The life of a CI kid’s family appears to me to still be a roller coaster of emotions. It has now been 20 months that Harry has been hearing and we have survived a winter without incident. The latest appointment with our ENT was no more than 4 mins long and we left with a huge smile, as internally everything appeared to be perfect. We made a comment to our surgeon that Harry was starting to get fussy about putting his ears on in the morning but once on he was fine. Our ENT remarked that we should just do what we needed to get them on and not to be concerned that we had resorted to bribery through use of TV or I Pad to assist us.
It was almost as if the last 4-5 months of normality was cursed by throwing in a Specialist appointment, as that following week Harry got progressively more annoyed with his ears to the point where at school it was taking them over half an hour and three teachers to get them back on after his afternoon rest.
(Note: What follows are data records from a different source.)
#[cfg(test)]
mod tests {
    use super::*;
    use codereview_core::fixtures::demo_roster;
    use rand::SeedableRng;
    use std::sync::atomic::AtomicUsize;
    use std::time::Duration;

    fn channel() -> EventChannel {
        EventChannel::with_rng(
            ChannelConfig::default(),
            demo_roster().unwrap(),
            StdRng::seed_from_u64(1),
        )
        .unwrap()
    }

    fn counter(channel: &EventChannel, kind: EventKind) -> (Handler, Arc<AtomicUsize>) {
        let count = Arc::new(AtomicUsize::new(0));
        let c = count.clone();
        let h = handler(move |_| {
            c.fetch_add(1, Ordering::SeqCst);
        });
        channel.on(kind, h.clone());
        (h, count)
    }

    #[test]
    fn test_initial_state() {
        let channel = channel();
        assert_eq!(channel.state(), ConnectionState::Disconnected);
        assert!(!channel.is_connected());
        assert_eq!(channel.current_room(), None);
        assert_eq!(channel.stats(), ChannelStats::default());
    }

    #[test]
    fn test_emit_invokes_each_subscriber_once() {
        let channel = channel();
        let (_h, count) = counter(&channel, EventKind::CodeUpdate);

        assert_eq!(channel.emit(CollabEvent::code("a")), 1);
        assert_eq!(channel.emit(CollabEvent::code("b")), 1);
        assert_eq!(count.load(Ordering::SeqCst), 2);
    }

    #[test]
    fn test_emit_without_subscribers() {
        let channel = channel();
        assert_eq!(channel.emit(CollabEvent::code("nobody home")), 0);
        assert_eq!(channel.stats().events_emitted, 1);
    }

    #[test]
    fn test_off_stops_delivery() {
        let channel = channel();
        let (h, count) = counter(&channel, EventKind::CodeUpdate);

        channel.emit(CollabEvent::code("a"));
        channel.off(EventKind::CodeUpdate, &h);
        channel.emit(CollabEvent::code("b"));

        assert_eq!(count.load(Ordering::SeqCst), 1);
        assert_eq!(channel.subscriber_count(EventKind::CodeUpdate), 0);
    }

    #[test]
    fn test_off_unknown_handler_is_noop() {
        let channel = channel();
        let (_h, count) = counter(&channel, EventKind::CodeUpdate);
        let stranger = handler(|_| {});

        channel.off(EventKind::CodeUpdate, &stranger);
        channel.off(EventKind::Connect, &stranger);
        channel.emit(CollabEvent::code("a"));

        assert_eq!(count.load(Ordering::SeqCst), 1);
        assert_eq!(channel.subscriber_count(EventKind::CodeUpdate), 1);
    }

    #[test]
    fn test_handlers_run_in_subscription_order() {
        let channel = channel();
        let order = Arc::new(Mutex::new(Vec::new()));
        for i in 0..3 {
            let order = order.clone();
            channel.on(
                EventKind::CodeUpdate,
                handler(move |_| order.lock().unwrap().push(i)),
            );
        }

        channel.emit(CollabEvent::code("x"));
        assert_eq!(*order.lock().unwrap(), vec![0, 1, 2]);
    }

    #[test]
    fn test_kinds_are_isolated() {
        let channel = channel();
        let (_h, count) = counter(&channel, EventKind::Connect);
        channel.emit(CollabEvent::code("x"));
        assert_eq!(count.load(Ordering::SeqCst), 0);
    }

    #[test]
    fn test_sequence_is_strictly_increasing() {
        let channel = channel();
        let seen = Arc::new(Mutex::new(Vec::new()));
        let s = seen.clone();
        channel.on(
            EventKind::CodeUpdate,
            handler(move |env| s.lock().unwrap().push(env.sequence)),
        );

        for _ in 0..5 {
            channel.emit(CollabEvent::code("x"));
        }
        let seen = seen.lock().unwrap();
        assert!(seen.windows(2).all(|w| w[0] < w[1]));
    }

    #[test]
    fn test_panicking_handler_does_not_stop_others() {
        let channel = channel();
        channel.on(EventKind::CodeUpdate, handler(|_| panic!("boom")));
        let (_h, count) = counter(&channel, EventKind::CodeUpdate);

        assert_eq!(channel.emit(CollabEvent::code("x")), 2);
        assert_eq!(count.load(Ordering::SeqCst), 1);
        assert_eq!(channel.stats().handler_panics, 1);
    }

    #[test]
    fn test_self_unsubscribe_during_dispatch() {
        let channel = channel();
        let first_calls = Arc::new(AtomicUsize::new(0));
        let slot: Arc<Mutex<Option<Handler>>> = Arc::new(Mutex::new(None));

        let ch = channel.clone();
        let calls = first_calls.clone();
        let me = slot.clone();
        let first = handler(move |_| {
            calls.fetch_add(1, Ordering::SeqCst);
            if let Some(h) = me.lock().unwrap().as_ref() {
                ch.off(EventKind::CodeUpdate, h);
            }
        });
        *slot.lock().unwrap() = Some(first.clone());
        channel.on(EventKind::CodeUpdate, first);
        let (_h, second) = counter(&channel, EventKind::CodeUpdate);

        channel.emit(CollabEvent::code("a"));
        channel.emit(CollabEvent::code("b"));

        assert_eq!(first_calls.load(Ordering::SeqCst), 1);
        assert_eq!(second.load(Ordering::SeqCst), 2);
    }

    #[tokio::test(start_paused = true)]
    async fn test_connect_emits_connect_then_users() {
        let channel = channel();
        let seen = Arc::new(Mutex::new(Vec::new()));
        for kind in [EventKind::Connect, EventKind::UsersUpdate] {
            let s = seen.clone();
            channel.on(kind, handler(move |env| s.lock().unwrap().push(env.event.clone())));
        }

        channel.connect("pr-1");
        assert_eq!(channel.state(), ConnectionState::Connecting);
        assert_eq!(channel.current_room().as_deref(), Some("pr-1"));

        tokio::time::sleep(Duration::from_millis(499)).await;
        assert!(!channel.is_connected());

        tokio::time::sleep(Duration::from_millis(2)).await;
        assert!(channel.is_connected());
        assert_eq!(channel.active_simulations(), 1);

        let seen = seen.lock().unwrap();
        assert_eq!(seen.len(), 2);
        assert_eq!(seen[0], CollabEvent::Connect { room: "pr-1".into() });
        match &seen[1] {
            CollabEvent::UsersUpdate { users } => assert_eq!(users.len(), 3),
            other => panic!("unexpected event: {other:?}"),
        }
    }

    #[tokio::test(start_paused = true)]
    async fn test_disconnect_before_delay_never_connects() {
        let channel = channel();
        let (_h, connects) = counter(&channel, EventKind::Connect);
        let (_h2, cursors) = counter(&channel, EventKind::CursorMove);

        channel.connect("pr-1");
        tokio::time::sleep(Duration::from_millis(100)).await;
        channel.disconnect();

        tokio::time::sleep(Duration::from_secs(10)).await;
        assert_eq!(channel.state(), ConnectionState::Disconnected);
        assert_eq!(connects.load(Ordering::SeqCst), 0);
        assert_eq!(cursors.load(Ordering::SeqCst), 0);
        assert_eq!(channel.active_simulations(), 0);
        assert_eq!(channel.current_room(), None);
    }

    #[tokio::test(start_paused = true)]
    async fn test_reconnect_restarts_sequence() {
        let channel = channel();
        let rooms = Arc::new(Mutex::new(Vec::new()));
        let r = rooms.clone();
        channel.on(
            EventKind::Connect,
            handler(move |env| {
                if let CollabEvent::Connect { room } = &env.event {
                    r.lock().unwrap().push(room.clone());
                }
            }),
        );

        channel.connect("first");
        tokio::time::sleep(Duration::from_millis(300)).await;
        channel.connect("second");
        tokio::time::sleep(Duration::from_millis(300)).await;
        // The first attempt would have fired by now.
        assert!(rooms.lock().unwrap().is_empty());

        tokio::time::sleep(Duration::from_millis(300)).await;
        assert_eq!(*rooms.lock().unwrap(), vec!["second".to_string()]);
        assert_eq!(channel.active_simulations(), 1);
    }

    #[tokio::test(start_paused = true)]
    async fn test_disconnect_is_idempotent() {
        let channel = channel();
        let (_h, disconnects) = counter(&channel, EventKind::Disconnect);

        channel.disconnect();
        channel.disconnect();

        assert_eq!(channel.state(), ConnectionState::Disconnected);
        assert_eq!(disconnects.load(Ordering::SeqCst), 2);
    }

    #[tokio::test(start_paused = true)]
    async fn test_send_while_disconnected_is_rejected() {
        let channel = channel();
        let (_h, count) = counter(&channel, EventKind::CodeUpdate);

        assert_eq!(
            channel.send(CollabEvent::code("x")),
            Err(ChannelError::NotConnected)
        );
        tokio::time::sleep(Duration::from_secs(1)).await;

        assert_eq!(count.load(Ordering::SeqCst), 0);
        assert_eq!(channel.stats().rejected_sends, 1);
    }

    #[tokio::test(start_paused = true)]
    async fn test_send_echoes_and_broadcasts() {
        let channel = channel();
        let seen = Arc::new(Mutex::new(Vec::new()));
        let s = seen.clone();
        channel.on(
            EventKind::CodeUpdate,
            handler(move |env| s.lock().unwrap().push((env.origin, env.event.clone()))),
        );

        channel.connect("pr-1");
        tokio::time::sleep(Duration::from_millis(600)).await;
        channel.send(CollabEvent::code("let x = 1;")).unwrap();
        tokio::time::sleep(Duration::from_millis(49)).await;
        assert!(seen.lock().unwrap().is_empty());
        tokio::time::sleep(Duration::from_millis(2)).await;

        let seen = seen.lock().unwrap();
        assert_eq!(seen.len(), 2);
        assert_eq!(seen[0], (Origin::Echo, CollabEvent::code("let x = 1;")));
        assert_eq!(seen[1].0, Origin::Peer);
        assert_eq!(seen[1].1, CollabEvent::code("let x = 1;").peer_copy());
    }

    #[tokio::test(start_paused = true)]
    async fn test_send_cursor_move_echoes_once() {
        let channel = channel();
        let origins = Arc::new(Mutex::new(Vec::new()));
        let o = origins.clone();
        channel.on(
            EventKind::CursorMove,
            handler(move |env| o.lock().unwrap().push(env.origin)),
        );

        channel.connect("pr-1");
        tokio::time::sleep(Duration::from_millis(600)).await;
        let me = channel.roster().collaborators()[2].clone();
        channel
            .send(CollabEvent::CursorMove(CursorMove::for_user(
                &me,
                codereview_core::FileId(1),
                3,
                4,
            )))
            .unwrap();
        tokio::time::sleep(Duration::from_millis(100)).await;

        assert_eq!(*origins.lock().unwrap(), vec![Origin::Echo]);
    }

    #[tokio::test(start_paused = true)]
    async fn test_echo_dropped_after_disconnect() {
        let channel = channel();
        let (_h, count) = counter(&channel, EventKind::CodeUpdate);

        channel.connect("pr-1");
        tokio::time::sleep(Duration::from_millis(600)).await;
        channel.send(CollabEvent::code("x")).unwrap();
        channel.disconnect();
        tokio::time::sleep(Duration::from_millis(100)).await;

        assert_eq!(count.load(Ordering::SeqCst), 0);
    }

    #[tokio::test(start_paused = true)]
    async fn test_synthetic_cursors_come_from_others() {
        let channel = channel();
        let seen = Arc::new(Mutex::new(Vec::new()));
        let s = seen.clone();
        channel.on(
            EventKind::CursorMove,
            handler(move |env| s.lock().unwrap().push(env.clone())),
        );

        channel.connect("pr-1");
        tokio::time::sleep(Duration::from_millis(500 + 2000 * 5 + 10)).await;

        let seen = seen.lock().unwrap();
        assert_eq!(seen.len(), 5);
        let me = channel.roster().current_user().id;
        for env in seen.iter() {
            assert_eq!(env.origin, Origin::Synthetic);
            match &env.event {
                CollabEvent::CursorMove(cursor) => {
                    assert_ne!(cursor.user_id, me);
                    assert_eq!(cursor.file_id, codereview_core::FileId(1));
                    assert!((1..=100).contains(&cursor.line));
                    assert!((1..=80).contains(&cursor.column));
                }
                other => panic!("unexpected event: {other:?}"),
            }
        }
    }

    #[tokio::test(start_paused = true)]
    async fn test_disconnect_stops_synthetic_cursors() {
        let channel = channel();
        let (_h, count) = counter(&channel, EventKind::CursorMove);

        channel.connect("pr-1");
        tokio::time::sleep(Duration::from_millis(500 + 2000 + 10)).await;
        assert_eq!(count.load(Ordering::SeqCst), 1);

        channel.disconnect();
        tokio::time::sleep(Duration::from_secs(20)).await;
        assert_eq!(count.load(Ordering::SeqCst), 1);
        assert_eq!(channel.active_simulations(), 0);
    }

    #[tokio::test(start_paused = true)]
    async fn test_handler_may_disconnect_on_connect() {
        let channel = channel();
        let ch = channel.clone();
        channel.on(EventKind::Connect, handler(move |_| ch.disconnect()));
        let (_h, users) = counter(&channel, EventKind::UsersUpdate);

        channel.connect("pr-1");
        tokio::time::sleep(Duration::from_secs(5)).await;

        assert_eq!(channel.state(), ConnectionState::Disconnected);
        // The snapshot is skipped once the connection is gone.
        assert_eq!(users.load(Ordering::SeqCst), 0);
        assert_eq!(channel.active_simulations(), 0);
    }

    #[tokio::test(start_paused = true)]
    async fn test_send_from_plain_thread() {
        let channel = channel();
        let (_h, count) = counter(&channel, EventKind::CodeUpdate);

        channel.connect("pr-1");
        tokio::time::sleep(Duration::from_millis(600)).await;

        let ch = channel.clone();
        let sent = std::thread::spawn(move || ch.send(CollabEvent::code("from a worker")))
            .join()
            .unwrap();
        assert_eq!(sent, Ok(()));

        tokio::time::sleep(Duration::from_millis(100)).await;
        assert_eq!(count.load(Ordering::SeqCst), 2);
    }

    #[test]
    fn test_zero_cursor_interval_is_rejected() {
        let config = ChannelConfig {
            cursor_interval: Duration::ZERO,
            ..ChannelConfig::default()
        };
        let result = EventChannel::new(config, demo_roster().unwrap());
        assert_eq!(
            result.unwrap_err(),
            ConfigError::ZeroInterval("cursor_interval")
        );
    }

    #[test]
    fn test_synthetic_cursor_without_others() {
        let roster = demo_roster().unwrap();
        let me = roster.current_user().clone();
        let alone = Roster::new(me, Vec::new());
        let channel = EventChannel::with_rng(
            ChannelConfig::default(),
            alone,
            StdRng::seed_from_u64(1),
        )
        .unwrap();
        assert!(channel.inner.synthetic_cursor().is_none());
    }

    #[test]
    fn test_connect_outside_runtime_stays_disconnected() {
        let channel = channel();
        channel.connect("pr-1");
        assert_eq!(channel.state(), ConnectionState::Disconnected);
    }
}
I put in a call to the Cochlear Implant Clinic and they scheduled some immediate Mapping for Harry (checking the sound levels and electrode functions by computer). It is a hard call to know whether the issue is a sudden shift in behaviour or a technical glitch. Sometimes a mother’s instinct just doesn’t kick in and I was at a loss as to why this was happening. Harry was not a kid that got annoyed by his ears. He had always been extremely compliant. Checking the Mapping would allow me to rule out a fault in the sound levels and focus on his behaviour if that was the issue.
It turned out that Harry had developed sensitivity to some high frequency sounds on his left side. He was getting agitated by the high volume he was accessing these sounds just on that side. The session at the CIC aimed at reducing the sound levels right down on the left to a place he was comfortable with at this point. Before we arrived at this conclusion we went through the stress of taking Harry for an X-ray to make sure none of his recent falls had dislodged the electrodes internally. Dan and I had become somewhat complacent about Harry falling on his head. His “balance challenges” mean he falls a hell of a lot and his threshold to pain seems to be extremely high. We just pick him up and brush him off these days and move on with the next activity. But in actual fact some of those falls could result in damage to the internal components and our lesson here was to perhaps pay more attention to changes after each falling incident that results in his head colliding with the ground! It was extremely fortunate in this instance the X-ray proved to be clear and there was no issue with the internal pieces. Thank goodness, as the outcome would have been more surgery. So the Clinic set about changing his levels to make it more tolerable for him.
Of course I tried to find out why this had happened. Is it not possible we can go through a year without hiccups and incidents? Does there always have to be a drama? I am sure for many parents when their child decides not to put the CI’s on for a day they just resign themselves to it and try again the next day. For some reason his defiance makes my blood boil and I see red. Thinking of everything we go through as a family to give him sounds I can’t bear to be defeated. So when the headband is hanging on a door handle and is not on his head it creates a drama in my mind! Given my reaction to his world of silence, I was determined to get the audiologist to give me a scientific reason for this need to change his sound levels. But, they couldn’t.
There are so many unknowns with the toddlers. Thinking about how much physical change goes on with them to grow and become people, is it any wonder that occasionally there is a need to adjust their volumes? Of course it doesn’t affect all of them, but for some reason unknown to us all, Harry now is only able to tolerate 40% less volume on his left side for the high frequency sounds. The left side is coincidentally the site of the infection from last year- and no-one can say if that is linked or coincidence. Mastoiditis (the infection he had) is rarer than being profoundly deaf. One needs to be pragmatic and focus on the fact that this change in sound levels shouldn’t really matter. 7 or 8 years ago newly implanted kids were only ever given one implant and managed to learn to speak and listen perfectly well. He’ll be right Mate.
Overall I can pick up that in the last few weeks of this lower sound level there has been a decrease in the accuracy of Harry’s speech. Some of his regular words are starting to sound the same. I can’t tell the difference between “Bubbles” and “thank you” but his listening is still on track and I can tell he understands everything fine. It also hasn’t stopped him repeating new words, which is the huge stepping-stone to language he is accessing right now. He has started to use words to get what he needs. Utilising verbs such as “Help” and “fix” in his play routines means he can verbalise what he would like to achieve. Spontaneously saying “Thank you” when he is given something makes me go all warm and fuzzy inside. His latest leap has been when you ask him to choose between two activities without any visual clues he is clearly repeating the activity he wants to undertake.
Given all this progress my primary question to the Audiologists had to be whether it would go back to the same level it was at in July.
Their response to my question was simply that Harry would slowly start to build a tolerance to the high-pitched sounds and therefore allow an increase in volume over time. If not, the brain will learn to interpret speech at that volume.
I guess either way he will get there in the end.